Barber’s battle now isn’t with the condition of his ears, but the impression of that condition.
“As a coach, I feel like I have a duty to promote the sport and make sure we have it for a long, long time. Sometimes cauliflower ears are a barrier to that,” he said. “Moms don’t love cauliflower ear. When little Johnny is gonna get into a sport it’s like, ‘Well I don’t want my son to have a deformed ear.’
“We have enough challenges with weight management and singlets — little kids don’t want to wear singlets because they’re very revealing — and there’s no other sport out there where you get a physical deformity.”
An athletic trainer’s battle has to do with treatment of cauliflower ear, and its ever-presence.
“Just because there’s so much contact to the head in everything wrestlers do,” Air Force athletic trainer Kristen Cornett said. “Even when they’re on the mat and they’re trying to get out of positions, there can be trauma to the ears.”
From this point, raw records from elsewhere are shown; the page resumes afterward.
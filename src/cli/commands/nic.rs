//! Network interface commands
//!
//! Implements `azurerm-network nic ...`.

use super::CommandContext;
use crate::cli::output::cell;
use crate::cli::parse_key_value;
use anyhow::{Context, Result};
use azurerm_network::models::IpAllocationMethod;
use azurerm_network::network::{NetworkInterface, NetworkInterfaces};
use clap::{Args, Parser, Subcommand};
use serde_json::{Map, Value};

/// Arguments for the nic command
#[derive(Parser, Debug, Clone)]
pub struct NicArgs {
    #[command(subcommand)]
    pub action: NicAction,
}

/// Network interface subcommands
#[derive(Subcommand, Debug, Clone)]
pub enum NicAction {
    /// List network interfaces
    List(ListArgs),

    /// Show one network interface
    Show(NicRef),

    /// Create a network interface
    Create(CreateArgs),

    /// Update mutable attributes of a network interface
    Update(UpdateArgs),

    /// Delete a network interface
    Delete(NicRef),

    /// Attach a subnet, public IP or network security group
    Attach(AttachArgs),

    /// Detach the public IP or network security group
    Detach(DetachArgs),
}

/// Identifies one NIC
#[derive(Args, Debug, Clone)]
pub struct NicRef {
    /// Resource group
    #[arg(short = 'g', long)]
    pub resource_group: String,

    /// Network interface name
    #[arg(short = 'n', long)]
    pub name: String,
}

/// Arguments for `nic list`
#[derive(Args, Debug, Clone)]
pub struct ListArgs {
    /// Only list this resource group (default: whole subscription)
    #[arg(short = 'g', long)]
    pub resource_group: Option<String>,
}

/// Arguments for `nic create`
#[derive(Args, Debug, Clone)]
pub struct CreateArgs {
    #[command(flatten)]
    pub nic: NicRef,

    /// Azure region
    #[arg(short = 'l', long)]
    pub location: String,

    /// Subnet of the ip configuration
    #[arg(long)]
    pub subnet_id: String,

    /// Public IP to attach
    #[arg(long)]
    pub public_ip_address_id: Option<String>,

    /// Network security group to attach
    #[arg(long)]
    pub network_security_group_id: Option<String>,

    /// Name of the ip configuration
    #[arg(long, default_value = "ipconfig1")]
    pub ip_configuration_name: String,

    /// Dynamic or Static
    #[arg(long, default_value = "Dynamic")]
    pub private_ip_allocation_method: String,

    /// Private address, for Static allocation
    #[arg(long)]
    pub private_ip_address: Option<String>,

    /// DNS server (repeatable)
    #[arg(long = "dns-server")]
    pub dns_servers: Vec<String>,

    /// Tag as key=value (repeatable)
    #[arg(long = "tag", value_parser = parse_key_value)]
    pub tags: Vec<(String, String)>,
}

/// Arguments for `nic update`
#[derive(Args, Debug, Clone)]
pub struct UpdateArgs {
    #[command(flatten)]
    pub nic: NicRef,

    /// Attribute as key=value; values are read as JSON when they parse (repeatable)
    #[arg(long = "set", value_parser = parse_key_value, required = true)]
    pub attributes: Vec<(String, String)>,
}

/// Arguments for `nic attach`
#[derive(Args, Debug, Clone)]
#[command(group = clap::ArgGroup::new("resource").required(true).args(["subnet", "public_ip", "nsg"]))]
pub struct AttachArgs {
    #[command(flatten)]
    pub nic: NicRef,

    /// Subnet id
    #[arg(long)]
    pub subnet: Option<String>,

    /// Public IP id
    #[arg(long)]
    pub public_ip: Option<String>,

    /// Network security group id
    #[arg(long)]
    pub nsg: Option<String>,
}

/// Arguments for `nic detach`
#[derive(Args, Debug, Clone)]
#[command(group = clap::ArgGroup::new("resource").required(true).args(["public_ip", "nsg"]))]
pub struct DetachArgs {
    #[command(flatten)]
    pub nic: NicRef,

    /// Detach the public IP
    #[arg(long)]
    pub public_ip: bool,

    /// Detach the network security group
    #[arg(long)]
    pub nsg: bool,
}

/// Read a `--set` value: JSON when it parses, a plain string otherwise.
pub fn attribute_value(raw: &str) -> Value {
    serde_json::from_str(raw).unwrap_or_else(|_| Value::String(raw.to_string()))
}

fn title(nic: &NetworkInterface) -> String {
    format!("Network Interface {}", nic.name)
}

impl NicArgs {
    /// Execute the nic command
    pub async fn execute(&self, ctx: &CommandContext) -> Result<i32> {
        let service = ctx.service.as_ref();
        let collection = NetworkInterfaces::new(ctx.service.clone());

        match &self.action {
            NicAction::List(args) => {
                let nics = match &args.resource_group {
                    Some(resource_group) => collection.all(resource_group).await?,
                    None => collection.all_in_subscription().await?,
                };
                ctx.output.collection(
                    &nics,
                    &["NAME", "RESOURCE GROUP", "LOCATION", "PRIVATE IP", "ALLOCATION"],
                    |nic| {
                        vec![
                            nic.name.clone(),
                            cell(nic.resource_group.as_deref()),
                            cell(nic.location.as_deref()),
                            cell(nic.private_ip_address.as_deref()),
                            nic.private_ip_allocation_method
                                .map(|m| m.to_string())
                                .unwrap_or_else(|| "-".to_string()),
                        ]
                    },
                )?;
            }

            NicAction::Show(args) => {
                let nic = collection.get(&args.resource_group, &args.name).await?;
                ctx.output.record(&title(&nic), &nic)?;
            }

            NicAction::Create(args) => {
                let mut nic = NetworkInterface::new(&args.nic.name);
                nic.resource_group = Some(args.nic.resource_group.clone());
                nic.location = Some(args.location.clone());
                nic.subnet_id = Some(args.subnet_id.clone());
                nic.public_ip_address_id = args.public_ip_address_id.clone();
                nic.network_security_group_id = args.network_security_group_id.clone();
                nic.ip_configuration_name = Some(args.ip_configuration_name.clone());
                nic.private_ip_allocation_method = Some(
                    args.private_ip_allocation_method
                        .parse::<IpAllocationMethod>()?,
                );
                nic.private_ip_address = args.private_ip_address.clone();
                nic.dns_servers = args.dns_servers.clone();
                nic.tags = args.tags.iter().cloned().collect();

                nic.save(service)
                    .await
                    .with_context(|| format!("Failed to create network interface {}", nic.name))?;
                ctx.output.record(&title(&nic), &nic)?;
            }

            NicAction::Update(args) => {
                let attributes: Map<String, Value> = args
                    .attributes
                    .iter()
                    .map(|(key, value)| (key.clone(), attribute_value(value)))
                    .collect();

                let mut nic = collection
                    .get(&args.nic.resource_group, &args.nic.name)
                    .await?;
                nic.update(service, &attributes).await?;
                ctx.output.record(&title(&nic), &nic)?;
            }

            NicAction::Delete(args) => {
                let mut nic = NetworkInterface::new(&args.name);
                nic.resource_group = Some(args.resource_group.clone());
                if nic.destroy(service).await? {
                    ctx.output
                        .success(&format!("Network Interface {} deleted", args.name));
                } else {
                    ctx.output.warning(&format!(
                        "Network Interface {} does not exist in Resource Group {}",
                        args.name, args.resource_group
                    ));
                }
            }

            NicAction::Attach(args) => {
                let mut nic = collection
                    .get(&args.nic.resource_group, &args.nic.name)
                    .await?;
                if let Some(subnet) = &args.subnet {
                    nic.attach_subnet(service, subnet).await?;
                }
                if let Some(public_ip) = &args.public_ip {
                    nic.attach_public_ip(service, public_ip).await?;
                }
                if let Some(nsg) = &args.nsg {
                    nic.attach_network_security_group(service, nsg).await?;
                }
                ctx.output.record(&title(&nic), &nic)?;
            }

            NicAction::Detach(args) => {
                let mut nic = collection
                    .get(&args.nic.resource_group, &args.nic.name)
                    .await?;
                if args.public_ip {
                    nic.detach_public_ip(service).await?;
                }
                if args.nsg {
                    nic.detach_network_security_group(service).await?;
                }
                ctx.output.record(&title(&nic), &nic)?;
            }
        }

        Ok(0)
    }
}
NCAA-mandated headgear helps protect in that regard — wrestlers wear them in practice and competition — but the trauma is almost constant. Besides, wrestlers will go rogue now and then. They will toss aside the headgear,
That occasionally leaves athletic trainers to treat cauliflower ear, not prevent it.
“You sterilize the area, stick a syringe in and pull out the blood and liquid,” Cornett said, “and then you have to kind of pack it, whether you use gauze or a plug. One guy was telling me he had a button sewn into his ear because you’re supposed to hold the compression on it for 48 hours so it doesn’t swell back up.”
Starting to understand wrestlers’ infinite pain threshold, aren’t you? Never mind the treatment, just getting cauliflower ear hurts like the devil.
“I remember not being able to sleep at all on that side of my head,” Orndorff said. “It’s really hot. It almost feels like it’s infected.”
Said Surratt, “When your ear fills up with blood, it just throbs.”
Wrestling tends to throb. It tends to feel sweaty and swollen. It tends to look that way, too, if you are committed and doing it right.
It might even look a little grotesque to those who don’t understand or can’t appreciate the sport. It might look a little grotesque to those who spot the ears first.
They really should ask about the ears. That way they do understand and can appreciate.
“My ears will stick with me the rest of my life,” Orndorff said, “and remind me of my experience as a wrestler.”
Said Smith, “It’s who I am. There’s been some guys who after their careers have had cauliflower ear surgically removed, scraped down. There’s no way I could do that. No way. I would never have plastic surgery on my ear. You can’t take that from me. That’s mine. That’s a lot of years of work.”